In reviewing the record for evidence as to the fourth element, we find there is very little evidence to support a prima facie cause of action. Indeed, in reviewing the plaintiff's submissions, we find from the implementation survey results that Plaintiff's scores were sometimes better than those registered for other conversion coordinators/implementation specialists who were not terminated. Accordingly, although scant, we shall give Plaintiff the benefit of the doubt that he may have been treated differently from similarly situated, non-members of his protected class and find that he has sufficiently made out a prima facie case of discrimination.

The burden then shifts to ADP to articulate a valid, non-discriminatory reason for its decision to terminate Plaintiff. This it does with ease as the record here is replete with copies of evaluations and written warnings issued over the course of Plaintiff's three-year tenure regarding his job performance. The record also includes affidavits and deposition testimony from two of Plaintiff's supervisors that he was separated because: he had an inordinate number of escalated client complaints requiring management intervention for mistakes in payrolls, he had failed to satisfy the performance objectives and plans set for him, he failed to seek help and guidance before a problem arose, and because of his general performance inefficiencies and failure to timely complete work assignments. (Exhibits "B"-"G," "I"-"K" to Defendant's Motion for Summary Judgment). From this evidence, we conclude that the defendant has sufficiently rebutted Plaintiff's prima facie case to shift the burden back to Plaintiff to prove by a preponderance of the evidence that the legitimate reasons offered by the defendant were not its true reasons, but were a pretext for discrimination.

On this point, Plaintiff falls short. As noted, the gravamen of Plaintiff's race discrimination claim is that the defendant employer treated other, similarly situated employees who were not members of his protected class differently than he. Although Plaintiff himself has testified to deficiencies in other ADP employees, there is no evidence on this record that the job performance of those other employees was as poor as or worse than his own. Furthermore, while Plaintiff has produced evidence that on a number of occasions he received service excellence awards from ADP and letters of appreciation from clients, he has also acknowledged that he made numerous errors, including one "king (sic) error" involving a direct deposit that led to a bonus check going to another account, was the subject of numerous client complaints, and was counseled and received several verbal and written warnings concerning his job performance before his final separation from employment. In so far as the only evidence that his supervisors spent more time training and/or assisting the other conversion coordinators and implementation specialists differently is Plaintiff's own deposition testimony and there is absolutely no evidence on this record of racial animus against Plaintiff, we cannot find that he has succeeded in demonstrating that his employer's proffered legitimate reasons for terminating him are unworthy of credence.
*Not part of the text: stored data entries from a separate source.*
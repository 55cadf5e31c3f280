pub mod enums;
pub mod expression;
pub mod handle;
pub mod operations;
pub mod ops;
pub mod variable;

pub use enums::*;
pub use expression::*;
pub use handle::*;
pub use operations::{Op, OpId, OpList};
pub use ops::*;
pub use variable::*;
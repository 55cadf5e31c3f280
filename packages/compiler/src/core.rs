//! Core Types
//!
//! Runtime-facing enums shared between the template AST, the schema and the pipeline.

use serde::{Deserialize, Serialize};

/// Sanitization category of a DOM property or attribute.
#[derive(Debug, Clone, Copy, PartialEq, Eq, Hash, Serialize, Deserialize)]
#[repr(u8)]
pub enum SecurityContext {
    NONE = 0,
    HTML = 1,
    STYLE = 2,
    SCRIPT = 3,
    URL = 4,
    ResourceUrl = 5,
}

/// Markers that separate sections of a flattened element attribute array.
#[derive(Debug, Clone, Copy, PartialEq, Eq, Serialize, Deserialize, Ord, PartialOrd)]
#[repr(u8)]
pub enum AttributeMarker {
    NamespaceURI = 0,
    Classes = 1,
    Styles = 2,
    Bindings = 3,
    Template = 4,
    ProjectAs = 5,
    I18n = 6,
}

/// Bit flags passed to the `ɵɵdefer` instruction.
#[derive(Debug, Clone, Copy, PartialEq, Eq, Serialize, Deserialize)]
#[repr(u8)]
pub enum TDeferDetailsFlags {
    Default = 0,
    HasHydrateTriggers = 1 << 0,
}
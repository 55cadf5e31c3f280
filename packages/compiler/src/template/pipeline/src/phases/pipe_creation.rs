//! Pipe Creation Phase
//!
//! Declares every pipe used by an update op with a `Pipe` create op. The declaration goes right
//! after the op whose slot the binding depends on, past any pipes already declared there, so
//! pipe slots follow their element's slot.

use crate::error::{invariant, Result};
use crate::output::output_ast::Expression;
use crate::template::pipeline::ir::{create_pipe_op, visit_expressions_in_op, CreateOp, OpId, VisitorContextFlag, XrefId};
use crate::template::pipeline::src::compilation::{CompilationJob, ViewCompilationUnit};

struct PipeDecl {
    /// The op the using update op depends on, if any.
    anchor: Option<XrefId>,
    xref: XrefId,
    name: String,
}

pub fn create_pipes(job: &mut CompilationJob) -> Result<()> {
    for unit in job.units_mut() {
        process_pipe_bindings_in_view(unit)?;
    }
    Ok(())
}

fn process_pipe_bindings_in_view(unit: &mut ViewCompilationUnit) -> Result<()> {
    let mut pipes: Vec<PipeDecl> = Vec::new();
    let mut nested: Option<String> = None;

    for op in unit.update.iter_mut() {
        let anchor = op.depends_on_slot_context();
        visit_expressions_in_op(op, &mut |expr, flags| {
            let (xref, name) = match expr {
                Expression::PipeBinding(pipe) => (pipe.target, &pipe.name),
                Expression::PipeBindingVariadic(pipe) => (pipe.target, &pipe.name),
                _ => return,
            };
            if flags.contains(VisitorContextFlag::IN_CHILD_OPERATION) {
                nested.get_or_insert_with(|| name.clone());
                return;
            }
            pipes.push(PipeDecl {
                anchor,
                xref,
                name: name.clone(),
            });
        });
    }

    if let Some(name) = nested {
        return invariant(format!("pipe {} found in a nested operation", name));
    }

    for pipe in pipes {
        add_pipe_to_creation_block(unit, pipe)?;
    }
    Ok(())
}

fn add_pipe_to_creation_block(unit: &mut ViewCompilationUnit, pipe: PipeDecl) -> Result<()> {
    let Some(anchor) = pipe.anchor else {
        unit.create.push(create_pipe_op(pipe.xref, pipe.name));
        return Ok(());
    };

    let Some(mut after) = find_slot_owner(unit, anchor) else {
        return invariant(format!("unable to find insertion point for pipe {}", pipe.name));
    };
    while let Some(next) = unit.create.next_of(after) {
        if !matches!(unit.create.get(next), Some(CreateOp::Pipe(_))) {
            break;
        }
        after = next;
    }
    unit.create.insert_after(after, create_pipe_op(pipe.xref, pipe.name))?;
    Ok(())
}

/// The create op which owns the slot named by `xref`.
fn find_slot_owner(unit: &ViewCompilationUnit, xref: XrefId) -> Option<OpId> {
    unit.create
        .iter_with_ids()
        .find(|(_, op)| op.handle().is_some() && op.xref() == Some(xref))
        .map(|(id, _)| id)
}
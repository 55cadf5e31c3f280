//! Parse Extracted Styles Phase
//!
//! Parses extracted `style` and `class` attributes into separate `ExtractedAttribute` ops per
//! style or class property.

use indexmap::IndexMap;
use once_cell::sync::Lazy;
use regex::Regex;

use crate::core::SecurityContext;
use crate::error::Result;
use crate::output::output_ast::{self as o, Expression, LiteralValue};
use crate::template::pipeline::ir::{
    create_extracted_attribute_op, BindingKind, CreateOp, ExtractedAttributeOp, OpId, TemplateKind, XrefId,
};
use crate::template::pipeline::src::compilation::CompilationJob;

static CAMEL_CASE_BOUNDARY: Lazy<Regex> = Lazy::new(|| Regex::new(r"([a-z])([A-Z])").expect("valid camel case pattern"));

/// Parses the string representation of a style (`color: red; height: auto`) into
/// property name and value pairs, in source order.
///
/// Semicolons and colons inside parentheses or quotes don't split declarations.
pub fn parse_style(value: &str) -> Vec<(String, String)> {
    let bytes = value.as_bytes();
    let mut styles = Vec::new();

    let mut paren_depth = 0i32;
    let mut quote: Option<u8> = None;
    let mut value_start = 0usize;
    let mut prop_start = 0usize;
    let mut current_prop: Option<String> = None;

    for (i, &token) in bytes.iter().enumerate() {
        match token {
            b'(' => paren_depth += 1,
            b')' => paren_depth -= 1,
            b'\'' | b'"' => match quote {
                None => quote = Some(token),
                Some(open) if open == token && (i == 0 || bytes[i - 1] != b'\\') => quote = None,
                _ => {}
            },
            b':' if current_prop.is_none() && paren_depth == 0 && quote.is_none() => {
                current_prop = Some(hyphenate(value[prop_start..i].trim()));
                value_start = i + 1;
            }
            b';' if value_start > 0 && paren_depth == 0 && quote.is_none() => {
                if let Some(prop) = current_prop.take() {
                    styles.push((prop, value[value_start..i].trim().to_string()));
                    prop_start = i + 1;
                    value_start = 0;
                }
            }
            _ => {}
        }
    }

    if let Some(prop) = current_prop {
        if value_start > 0 {
            styles.push((prop, value[value_start..].trim().to_string()));
        }
    }
    styles
}

/// `backgroundColor` → `background-color`.
pub fn hyphenate(value: &str) -> String {
    CAMEL_CASE_BOUNDARY.replace_all(value, "$1-$2").to_lowercase()
}

pub fn parse_extracted_styles(job: &mut CompilationJob) -> Result<()> {
    // Structural templates keep `class` and `style` as plain attributes, like the legacy builder.
    let mut structural: IndexMap<XrefId, bool> = IndexMap::new();
    for unit in job.units() {
        for op in unit.create.iter() {
            if !op.is_element_or_container() {
                continue;
            }
            if let Some(xref) = op.xref() {
                let is_structural = op
                    .as_template()
                    .map_or(false, |t| t.template_kind == TemplateKind::Structural);
                structural.insert(xref, is_structural);
            }
        }
    }

    for unit in job.units_mut() {
        let mut rewrites: Vec<(OpId, Vec<CreateOp>)> = Vec::new();
        for (id, op) in unit.create.iter_with_ids() {
            let CreateOp::ExtractedAttribute(attr) = op else {
                continue;
            };
            if attr.binding_kind != BindingKind::Attribute {
                continue;
            }
            if structural.get(&attr.target).copied().unwrap_or(false) {
                continue;
            }
            let Some(Expression::Literal(o::LiteralExpr {
                value: LiteralValue::String(text),
                ..
            })) = &attr.expression
            else {
                continue;
            };
            match attr.name.as_str() {
                "style" => rewrites.push((id, split_styles(attr, text))),
                "class" => rewrites.push((id, split_classes(attr, text))),
                _ => {}
            }
        }
        for (id, ops) in rewrites {
            unit.create.replace_with_many(id, ops)?;
        }
    }
    Ok(())
}

fn split_styles(attr: &ExtractedAttributeOp, text: &str) -> Vec<CreateOp> {
    parse_style(text)
        .into_iter()
        .map(|(name, value)| {
            create_extracted_attribute_op(
                attr.target,
                BindingKind::StyleProperty,
                None,
                name,
                Some(o::literal(value)),
                SecurityContext::STYLE,
            )
        })
        .collect()
}

fn split_classes(attr: &ExtractedAttributeOp, text: &str) -> Vec<CreateOp> {
    text.split_whitespace()
        .map(|class| {
            create_extracted_attribute_op(
                attr.target,
                BindingKind::ClassName,
                None,
                class,
                None,
                SecurityContext::NONE,
            )
        })
        .collect()
}
/// The security context of a bound input, looked up in the schema unless the parser
/// already assigned one.
fn input_security_context(tag: &str, input: &t::BoundAttribute) -> SecurityContext {
    if input.security_context != SecurityContext::NONE {
        return input.security_context;
    }
    match input.type_ {
        t::BindingType::Property | t::BindingType::TwoWay => DOM_SCHEMA.security_context(tag, &input.name, false),
        t::BindingType::Attribute => DOM_SCHEMA.security_context(tag, &input.name, true),
        t::BindingType::Style => SecurityContext::STYLE,
        t::BindingType::Class | t::BindingType::Animation => SecurityContext::NONE,
    }
}

fn convert_ast_with_interpolation(
    job: &mut CompilationJob,
    value: &AST,
    base: Option<&ParseSourceSpan>,
) -> Result<BindingExpression> {
    match value {
        AST::Interpolation(interp) => {
            let expressions = interp
                .expressions
                .iter()
                .map(|expr| convert_ast(expr, job, base))
                .collect::<Result<Vec<_>>>()?;
            Ok(BindingExpression::Interpolation(Interpolation::new(
                interp.strings.clone(),
                expressions,
                Vec::new(),
            )))
        }
        other => Ok(BindingExpression::Expression(convert_ast(other, job, base)?)),
    }
}

/// Lowers static attributes and bound inputs of an element into `Binding` update ops.
fn ingest_element_bindings(
    job: &mut CompilationJob,
    view: XrefId,
    xref: XrefId,
    tag: &str,
    element: &t::Element,
) -> Result<()> {
    let mut bindings = Vec::with_capacity(element.attributes.len() + element.inputs.len());
    for attr in &element.attributes {
        let security_context = DOM_SCHEMA.security_context(tag, &attr.name, true);
        bindings.push(ir::create_binding_op(
            xref,
            BindingKind::Attribute,
            attr.name.clone(),
            BindingExpression::Expression(o::literal(attr.value.clone())),
            None,
            security_context,
            true,
            false,
            None,
            attr.source_span.clone(),
        ));
    }
    for input in &element.inputs {
        let expression = convert_ast_with_interpolation(job, &input.value, None)?;
        bindings.push(ir::create_binding_op(
            xref,
            binding_kind_for(input.type_),
            input.name.clone(),
            expression,
            input.unit.clone(),
            input_security_context(tag, input),
            false,
            false,
            None,
            input.source_span.clone(),
        ));
    }
    job.view_mut(view)?.update.push_all(bindings);
    Ok(())
}

/// Lowers the outputs of an element or `ng-template` into listener create ops.
fn ingest_element_events(
    job: &mut CompilationJob,
    view: XrefId,
    xref: XrefId,
    tag: &str,
    outputs: &[t::BoundEvent],
) -> Result<()> {
    for output in outputs {
        let op = if output.type_ == t::ParsedEventType::TwoWay {
            let handler_ops = make_two_way_listener_handler_ops(job, &output.handler, &output.handler_span)?;
            CreateOp::TwoWayListener(ir::create_listener_op(
                xref,
                output.name.clone(),
                Some(tag.to_string()),
                handler_ops,
                false,
                None,
                output.source_span.clone(),
            ))
        } else {
            let handler_ops = make_listener_handler_ops(job, &output.handler, &output.handler_span)?;
            CreateOp::Listener(ir::create_listener_op(
                xref,
                output.name.clone(),
                Some(tag.to_string()),
                handler_ops,
                false,
                output.target.clone(),
                output.source_span.clone(),
            ))
        };
        push_create(job, view, op)?;
    }
    Ok(())
}

/// Splits a handler on top-level `;` into statements, returning the value of the last one.
fn make_listener_handler_ops(
    job: &mut CompilationJob,
    handler: &AST,
    handler_span: &ParseSourceSpan,
) -> Result<ir::OpList<UpdateOp>> {
    let handler_exprs: Vec<&AST> = match handler {
        AST::Chain(chain) => chain.expressions.iter().collect(),
        other => vec![other],
    };
    let mut expressions = handler_exprs
        .into_iter()
        .map(|expr| convert_ast(expr, job, Some(handler_span)))
        .collect::<Result<Vec<_>>>()?;
    let Some(return_expr) = expressions.pop() else {
        return invariant("Expected listener to have non-empty expression list.");
    };

    let mut handler_ops = ir::OpList::new();
    for expr in expressions {
        handler_ops.push(UpdateOp::Statement(ir::create_statement_op(expr.to_stmt())));
    }
    handler_ops.push(UpdateOp::Statement(ir::create_statement_op(o::return_stmt(return_expr))));
    Ok(handler_ops)
}

/// `target = $event; return $event;`
fn make_two_way_listener_handler_ops(
    job: &mut CompilationJob,
    handler: &AST,
    handler_span: &ParseSourceSpan,
) -> Result<ir::OpList<UpdateOp>> {
    let handler = match handler {
        AST::Chain(chain) if chain.expressions.len() == 1 => &chain.expressions[0],
        AST::Chain(_) => return invariant("Expected two-way listener to have a single expression."),
        other => other,
    };
    let handler_expr = convert_ast(handler, job, Some(handler_span))?;
    let event_reference = || {
        o::Expression::LexicalRead(LexicalReadExpr {
            name: "$event".to_string(),
            source_span: None,
        })
    };
    let two_way_set = o::Expression::TwoWayBindingSet(TwoWayBindingSetExpr {
        target: Box::new(handler_expr),
        value: Box::new(event_reference()),
    });

    let mut handler_ops = ir::OpList::new();
    handler_ops.push(UpdateOp::Statement(ir::create_statement_op(two_way_set.to_stmt())));
    handler_ops.push(UpdateOp::Statement(ir::create_statement_op(o::return_stmt(event_reference()))));
    Ok(handler_ops)
}

/// The value of a template binding: static text or a parsed expression.
enum TemplateBindingValue<'a> {
    Text(&'a str),
    Ast(&'a AST),
}

enum TemplateBinding {
    Extracted(CreateOp),
    Binding(UpdateOp),
}

#[allow(clippy::too_many_arguments)]
fn create_template_binding(
    job: &mut CompilationJob,
    xref: XrefId,
    binding_type: t::BindingType,
    name: &str,
    value: TemplateBindingValue<'_>,
    unit: Option<String>,
    security_context: SecurityContext,
    is_structural_template_attribute: bool,
    template_kind: TemplateKind,
    source_span: &ParseSourceSpan,
) -> Result<Option<TemplateBinding>> {
    let is_text_binding = matches!(value, TemplateBindingValue::Text(_));
    if template_kind == TemplateKind::Structural {
        if !is_structural_template_attribute {
            // Bindings of the element under a structural directive only matter for
            // directive matching on the template.
            let extracted_kind = match binding_type {
                t::BindingType::Property | t::BindingType::Class | t::BindingType::Style => {
                    Some(BindingKind::Property)
                }
                t::BindingType::TwoWay => Some(BindingKind::TwoWayProperty),
                _ => None,
            };
            if let Some(kind) = extracted_kind {
                return Ok(Some(TemplateBinding::Extracted(ir::create_extracted_attribute_op(
                    xref,
                    kind,
                    None,
                    name,
                    None,
                    security_context,
                ))));
            }
        }
        if !is_text_binding && matches!(binding_type, t::BindingType::Attribute | t::BindingType::Animation) {
            return Ok(None);
        }
    }

    let mut kind = binding_kind_for(binding_type);
    if template_kind == TemplateKind::NgTemplate
        && (matches!(binding_type, t::BindingType::Class | t::BindingType::Style)
            || (binding_type == t::BindingType::Attribute && !is_text_binding))
    {
        // Directives on an `ng-template` only see properties.
        kind = BindingKind::Property;
    }

    let expression = match value {
        TemplateBindingValue::Text(text) => BindingExpression::Expression(o::literal(text.to_string())),
        TemplateBindingValue::Ast(ast) => convert_ast_with_interpolation(job, ast, None)?,
    };
    Ok(Some(TemplateBinding::Binding(ir::create_binding_op(
        xref,
        kind,
        name,
        expression,
        unit,
        security_context,
        is_text_binding,
        is_structural_template_attribute,
        Some(template_kind),
        source_span.clone(),
    ))))
}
We presume that Plaintiff was referring to a "keying" error whereby he mistakenly typed in the wrong account number. (See Excerpts from Plaintiff's Deposition of December 29, 2004 appended as Exhibit "A" to Defendant's Motion for Summary Judgment, at pp. 351-353).

A plaintiff's own assertion of racial animus does not give rise to an inference of unlawful discrimination. Where a plaintiff relies upon his own beliefs and testimony as to his own beliefs from his deposition — and fails to present any factual evidence linking his termination to his membership in a protected class — he has failed to make out a prima facie case of discrimination. Williams-McCoy, 2004 U.S. Dist. LEXIS at *26, citing Bullock v. Children's Hospital of Philadelphia, 71 F.Supp.2d 482, 490-491 (E.D.Pa. 1999).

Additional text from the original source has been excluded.